**Problem description**. Examine each line of the data. Copy those that contain the string "area".

**Extracted records**.
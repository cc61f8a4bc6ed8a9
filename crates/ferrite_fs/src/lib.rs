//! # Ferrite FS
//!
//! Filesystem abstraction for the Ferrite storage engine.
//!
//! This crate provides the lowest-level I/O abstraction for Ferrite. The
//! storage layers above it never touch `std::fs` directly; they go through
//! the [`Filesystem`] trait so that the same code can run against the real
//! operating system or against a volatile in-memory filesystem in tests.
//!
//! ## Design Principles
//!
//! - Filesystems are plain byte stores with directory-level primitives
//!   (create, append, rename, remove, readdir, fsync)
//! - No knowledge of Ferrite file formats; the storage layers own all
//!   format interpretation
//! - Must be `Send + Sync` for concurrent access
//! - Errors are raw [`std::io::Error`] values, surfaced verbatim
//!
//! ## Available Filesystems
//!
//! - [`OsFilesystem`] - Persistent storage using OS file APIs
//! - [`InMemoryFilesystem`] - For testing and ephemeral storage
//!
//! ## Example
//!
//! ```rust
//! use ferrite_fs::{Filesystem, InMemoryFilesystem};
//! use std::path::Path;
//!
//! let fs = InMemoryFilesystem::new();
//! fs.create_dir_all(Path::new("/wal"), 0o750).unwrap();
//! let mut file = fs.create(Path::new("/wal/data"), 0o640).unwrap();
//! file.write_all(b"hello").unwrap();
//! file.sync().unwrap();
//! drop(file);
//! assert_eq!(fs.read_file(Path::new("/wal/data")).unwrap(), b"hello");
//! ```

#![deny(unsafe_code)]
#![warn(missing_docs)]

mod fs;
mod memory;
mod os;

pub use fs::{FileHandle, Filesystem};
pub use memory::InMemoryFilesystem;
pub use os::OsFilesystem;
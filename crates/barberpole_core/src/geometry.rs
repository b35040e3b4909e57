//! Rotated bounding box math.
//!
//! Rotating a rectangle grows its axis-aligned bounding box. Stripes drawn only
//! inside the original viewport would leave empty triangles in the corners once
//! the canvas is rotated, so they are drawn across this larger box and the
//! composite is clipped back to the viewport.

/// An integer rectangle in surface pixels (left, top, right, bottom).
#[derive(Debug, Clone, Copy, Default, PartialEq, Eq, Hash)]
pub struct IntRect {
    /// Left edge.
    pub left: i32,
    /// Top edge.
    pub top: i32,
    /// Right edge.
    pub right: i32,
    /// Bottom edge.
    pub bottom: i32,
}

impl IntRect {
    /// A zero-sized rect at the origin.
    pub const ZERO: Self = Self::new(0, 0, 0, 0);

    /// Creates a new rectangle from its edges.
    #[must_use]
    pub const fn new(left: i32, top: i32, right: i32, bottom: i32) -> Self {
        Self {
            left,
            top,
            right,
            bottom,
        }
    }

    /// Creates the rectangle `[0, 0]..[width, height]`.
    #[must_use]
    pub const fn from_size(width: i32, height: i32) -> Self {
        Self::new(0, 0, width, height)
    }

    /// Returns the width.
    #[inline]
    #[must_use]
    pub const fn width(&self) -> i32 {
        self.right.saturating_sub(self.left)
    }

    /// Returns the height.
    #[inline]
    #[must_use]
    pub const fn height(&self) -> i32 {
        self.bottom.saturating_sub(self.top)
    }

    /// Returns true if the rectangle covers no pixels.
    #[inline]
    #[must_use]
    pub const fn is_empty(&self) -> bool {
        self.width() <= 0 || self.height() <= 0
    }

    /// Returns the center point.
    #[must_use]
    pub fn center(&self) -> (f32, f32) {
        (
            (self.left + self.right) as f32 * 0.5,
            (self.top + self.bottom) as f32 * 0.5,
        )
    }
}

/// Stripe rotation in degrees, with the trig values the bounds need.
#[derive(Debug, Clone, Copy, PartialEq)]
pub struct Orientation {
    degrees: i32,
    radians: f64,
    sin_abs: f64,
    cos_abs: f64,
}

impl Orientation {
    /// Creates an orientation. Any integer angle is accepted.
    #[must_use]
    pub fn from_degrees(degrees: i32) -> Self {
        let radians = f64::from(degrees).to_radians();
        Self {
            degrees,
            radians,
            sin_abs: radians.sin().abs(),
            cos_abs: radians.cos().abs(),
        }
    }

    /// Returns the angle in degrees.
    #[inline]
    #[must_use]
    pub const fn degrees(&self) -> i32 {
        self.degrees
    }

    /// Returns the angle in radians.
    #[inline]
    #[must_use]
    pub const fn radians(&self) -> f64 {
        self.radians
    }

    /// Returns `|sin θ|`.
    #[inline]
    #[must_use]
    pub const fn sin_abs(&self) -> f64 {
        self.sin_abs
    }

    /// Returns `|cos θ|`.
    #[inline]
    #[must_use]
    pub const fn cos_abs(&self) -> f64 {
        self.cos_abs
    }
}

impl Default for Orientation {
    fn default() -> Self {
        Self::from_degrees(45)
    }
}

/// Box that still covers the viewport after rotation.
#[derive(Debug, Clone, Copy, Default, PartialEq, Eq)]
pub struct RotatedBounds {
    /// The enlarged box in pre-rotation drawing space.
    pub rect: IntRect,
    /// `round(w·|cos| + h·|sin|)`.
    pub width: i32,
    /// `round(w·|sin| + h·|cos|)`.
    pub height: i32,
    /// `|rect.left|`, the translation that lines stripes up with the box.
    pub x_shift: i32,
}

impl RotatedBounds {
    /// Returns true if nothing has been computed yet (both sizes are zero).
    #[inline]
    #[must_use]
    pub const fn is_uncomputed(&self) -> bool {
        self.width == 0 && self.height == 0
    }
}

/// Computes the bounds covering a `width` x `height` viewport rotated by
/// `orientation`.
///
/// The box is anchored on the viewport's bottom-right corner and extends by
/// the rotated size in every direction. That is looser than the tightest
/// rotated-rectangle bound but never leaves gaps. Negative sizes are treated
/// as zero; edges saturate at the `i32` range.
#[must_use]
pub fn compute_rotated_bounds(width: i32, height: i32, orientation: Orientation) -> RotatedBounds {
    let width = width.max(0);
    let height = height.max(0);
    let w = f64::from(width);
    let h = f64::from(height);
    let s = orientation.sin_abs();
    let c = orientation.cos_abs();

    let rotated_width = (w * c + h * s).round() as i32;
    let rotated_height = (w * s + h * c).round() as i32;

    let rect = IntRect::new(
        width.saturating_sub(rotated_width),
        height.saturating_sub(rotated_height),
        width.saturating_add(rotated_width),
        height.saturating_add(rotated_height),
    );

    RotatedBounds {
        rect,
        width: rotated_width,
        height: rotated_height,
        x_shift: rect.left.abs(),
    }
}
* * *
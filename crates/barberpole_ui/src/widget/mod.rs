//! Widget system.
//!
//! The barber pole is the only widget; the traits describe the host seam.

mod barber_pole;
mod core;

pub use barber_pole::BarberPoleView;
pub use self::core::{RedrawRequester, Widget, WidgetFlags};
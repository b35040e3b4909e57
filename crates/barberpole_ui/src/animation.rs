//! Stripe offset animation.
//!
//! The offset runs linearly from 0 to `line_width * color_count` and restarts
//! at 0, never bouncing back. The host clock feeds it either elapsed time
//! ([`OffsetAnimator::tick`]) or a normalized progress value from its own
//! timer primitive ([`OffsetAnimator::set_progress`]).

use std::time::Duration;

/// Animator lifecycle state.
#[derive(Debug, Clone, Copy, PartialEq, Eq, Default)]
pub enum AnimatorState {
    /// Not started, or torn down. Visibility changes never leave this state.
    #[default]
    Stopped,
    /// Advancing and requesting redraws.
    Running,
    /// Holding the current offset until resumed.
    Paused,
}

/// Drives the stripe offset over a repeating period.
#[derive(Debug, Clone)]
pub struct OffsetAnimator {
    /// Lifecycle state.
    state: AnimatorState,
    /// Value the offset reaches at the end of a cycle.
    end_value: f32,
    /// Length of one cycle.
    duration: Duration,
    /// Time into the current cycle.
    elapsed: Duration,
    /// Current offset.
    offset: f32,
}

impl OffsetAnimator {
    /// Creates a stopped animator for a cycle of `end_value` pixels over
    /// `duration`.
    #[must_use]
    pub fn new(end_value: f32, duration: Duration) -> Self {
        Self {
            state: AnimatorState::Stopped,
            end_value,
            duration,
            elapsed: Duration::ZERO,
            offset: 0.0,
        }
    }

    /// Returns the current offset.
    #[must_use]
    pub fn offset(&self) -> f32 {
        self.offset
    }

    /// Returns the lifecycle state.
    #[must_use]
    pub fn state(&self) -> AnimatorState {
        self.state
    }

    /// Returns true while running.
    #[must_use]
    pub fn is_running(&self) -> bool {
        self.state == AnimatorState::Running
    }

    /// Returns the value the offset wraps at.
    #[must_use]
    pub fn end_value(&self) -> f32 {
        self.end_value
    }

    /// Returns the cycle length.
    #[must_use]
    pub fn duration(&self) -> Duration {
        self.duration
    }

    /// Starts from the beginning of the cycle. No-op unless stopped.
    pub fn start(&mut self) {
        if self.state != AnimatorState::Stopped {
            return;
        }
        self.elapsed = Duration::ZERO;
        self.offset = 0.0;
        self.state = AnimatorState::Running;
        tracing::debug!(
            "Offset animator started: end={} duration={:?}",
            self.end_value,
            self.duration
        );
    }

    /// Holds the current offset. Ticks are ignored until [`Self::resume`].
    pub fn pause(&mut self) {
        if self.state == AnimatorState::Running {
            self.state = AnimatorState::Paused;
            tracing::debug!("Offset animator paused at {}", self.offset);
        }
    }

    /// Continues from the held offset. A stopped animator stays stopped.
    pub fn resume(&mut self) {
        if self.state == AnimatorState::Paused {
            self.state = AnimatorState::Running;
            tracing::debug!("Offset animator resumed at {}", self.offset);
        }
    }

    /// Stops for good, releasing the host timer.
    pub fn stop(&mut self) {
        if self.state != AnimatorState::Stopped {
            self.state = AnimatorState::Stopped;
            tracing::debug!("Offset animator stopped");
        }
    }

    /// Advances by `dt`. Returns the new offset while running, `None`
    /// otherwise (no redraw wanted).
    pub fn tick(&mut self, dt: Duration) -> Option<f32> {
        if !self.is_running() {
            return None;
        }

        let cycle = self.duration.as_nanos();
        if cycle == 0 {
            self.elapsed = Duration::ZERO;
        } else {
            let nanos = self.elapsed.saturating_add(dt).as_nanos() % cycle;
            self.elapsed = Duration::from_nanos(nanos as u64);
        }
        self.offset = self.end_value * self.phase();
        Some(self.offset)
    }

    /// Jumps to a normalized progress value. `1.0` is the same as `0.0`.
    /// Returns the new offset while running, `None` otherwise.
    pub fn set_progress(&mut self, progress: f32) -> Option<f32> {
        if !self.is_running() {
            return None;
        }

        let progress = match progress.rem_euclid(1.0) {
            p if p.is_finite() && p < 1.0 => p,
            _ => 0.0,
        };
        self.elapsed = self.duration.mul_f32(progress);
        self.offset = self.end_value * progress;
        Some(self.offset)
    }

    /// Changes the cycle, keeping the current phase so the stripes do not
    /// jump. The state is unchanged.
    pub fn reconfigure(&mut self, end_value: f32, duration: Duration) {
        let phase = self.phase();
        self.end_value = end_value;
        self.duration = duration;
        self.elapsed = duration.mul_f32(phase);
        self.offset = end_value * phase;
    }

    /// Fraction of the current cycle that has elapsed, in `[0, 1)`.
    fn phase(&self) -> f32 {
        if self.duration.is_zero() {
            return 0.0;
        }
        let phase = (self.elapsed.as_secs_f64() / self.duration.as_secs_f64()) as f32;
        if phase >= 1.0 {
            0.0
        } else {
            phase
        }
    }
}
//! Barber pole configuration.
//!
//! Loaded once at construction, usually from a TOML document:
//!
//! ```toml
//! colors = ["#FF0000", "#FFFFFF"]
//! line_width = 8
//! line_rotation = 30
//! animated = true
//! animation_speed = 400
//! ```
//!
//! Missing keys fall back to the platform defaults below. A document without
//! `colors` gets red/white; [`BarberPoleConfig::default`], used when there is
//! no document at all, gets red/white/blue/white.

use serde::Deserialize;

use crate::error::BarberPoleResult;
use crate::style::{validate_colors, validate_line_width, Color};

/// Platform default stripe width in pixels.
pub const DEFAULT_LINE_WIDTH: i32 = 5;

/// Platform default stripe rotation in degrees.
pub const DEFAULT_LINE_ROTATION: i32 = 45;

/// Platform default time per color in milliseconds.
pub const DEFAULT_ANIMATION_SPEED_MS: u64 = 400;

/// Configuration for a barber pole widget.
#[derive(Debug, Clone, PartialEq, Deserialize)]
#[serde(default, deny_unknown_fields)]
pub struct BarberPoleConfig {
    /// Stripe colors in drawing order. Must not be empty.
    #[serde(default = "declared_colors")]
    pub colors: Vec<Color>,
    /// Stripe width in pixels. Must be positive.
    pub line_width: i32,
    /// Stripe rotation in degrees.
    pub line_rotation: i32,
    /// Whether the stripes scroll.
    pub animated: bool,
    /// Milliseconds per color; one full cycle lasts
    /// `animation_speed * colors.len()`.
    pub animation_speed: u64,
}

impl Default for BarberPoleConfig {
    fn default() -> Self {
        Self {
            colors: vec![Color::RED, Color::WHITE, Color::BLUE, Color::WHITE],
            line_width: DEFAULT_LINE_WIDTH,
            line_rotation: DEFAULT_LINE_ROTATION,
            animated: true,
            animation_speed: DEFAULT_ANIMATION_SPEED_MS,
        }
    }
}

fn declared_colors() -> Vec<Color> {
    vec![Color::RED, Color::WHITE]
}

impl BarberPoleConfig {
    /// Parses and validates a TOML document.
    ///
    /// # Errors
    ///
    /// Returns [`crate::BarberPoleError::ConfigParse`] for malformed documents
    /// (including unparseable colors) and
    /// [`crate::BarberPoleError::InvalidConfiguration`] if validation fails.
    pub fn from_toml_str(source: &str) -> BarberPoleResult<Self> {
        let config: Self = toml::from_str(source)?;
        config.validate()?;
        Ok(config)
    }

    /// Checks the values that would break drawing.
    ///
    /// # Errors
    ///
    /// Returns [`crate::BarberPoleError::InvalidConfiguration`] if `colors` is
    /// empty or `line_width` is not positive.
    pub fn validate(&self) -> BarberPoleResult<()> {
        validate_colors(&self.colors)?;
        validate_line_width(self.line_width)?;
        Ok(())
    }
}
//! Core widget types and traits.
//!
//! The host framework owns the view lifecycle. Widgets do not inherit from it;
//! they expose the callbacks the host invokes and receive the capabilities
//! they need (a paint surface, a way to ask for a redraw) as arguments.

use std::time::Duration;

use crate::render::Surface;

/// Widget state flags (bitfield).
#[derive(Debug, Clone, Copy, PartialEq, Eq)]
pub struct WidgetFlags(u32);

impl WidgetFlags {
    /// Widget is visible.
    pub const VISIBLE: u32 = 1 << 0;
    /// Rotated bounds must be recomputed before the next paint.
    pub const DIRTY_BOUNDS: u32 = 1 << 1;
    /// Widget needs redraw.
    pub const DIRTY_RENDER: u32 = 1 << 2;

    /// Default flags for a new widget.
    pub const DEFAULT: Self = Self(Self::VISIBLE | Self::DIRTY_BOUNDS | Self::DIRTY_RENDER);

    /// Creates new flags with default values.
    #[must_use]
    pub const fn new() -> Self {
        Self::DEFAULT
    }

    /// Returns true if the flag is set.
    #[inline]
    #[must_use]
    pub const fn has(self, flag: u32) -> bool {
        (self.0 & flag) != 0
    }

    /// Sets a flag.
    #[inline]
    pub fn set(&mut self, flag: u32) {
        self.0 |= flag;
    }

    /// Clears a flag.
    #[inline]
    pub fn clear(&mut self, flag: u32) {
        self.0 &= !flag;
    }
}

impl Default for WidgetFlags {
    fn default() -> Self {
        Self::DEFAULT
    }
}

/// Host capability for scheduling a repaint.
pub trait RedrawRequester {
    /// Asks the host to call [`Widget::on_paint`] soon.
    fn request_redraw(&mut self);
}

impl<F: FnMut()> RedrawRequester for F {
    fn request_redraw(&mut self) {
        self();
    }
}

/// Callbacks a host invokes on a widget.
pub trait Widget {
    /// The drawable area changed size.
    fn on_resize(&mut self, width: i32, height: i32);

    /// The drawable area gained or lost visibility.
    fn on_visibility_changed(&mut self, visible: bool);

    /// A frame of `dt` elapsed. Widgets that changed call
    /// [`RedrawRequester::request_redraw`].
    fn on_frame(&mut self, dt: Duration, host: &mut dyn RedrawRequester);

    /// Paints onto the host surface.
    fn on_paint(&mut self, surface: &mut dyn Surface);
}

**Your solution**.
    /// The drawable area changed size.
    /// The drawable area gained or lost visibility.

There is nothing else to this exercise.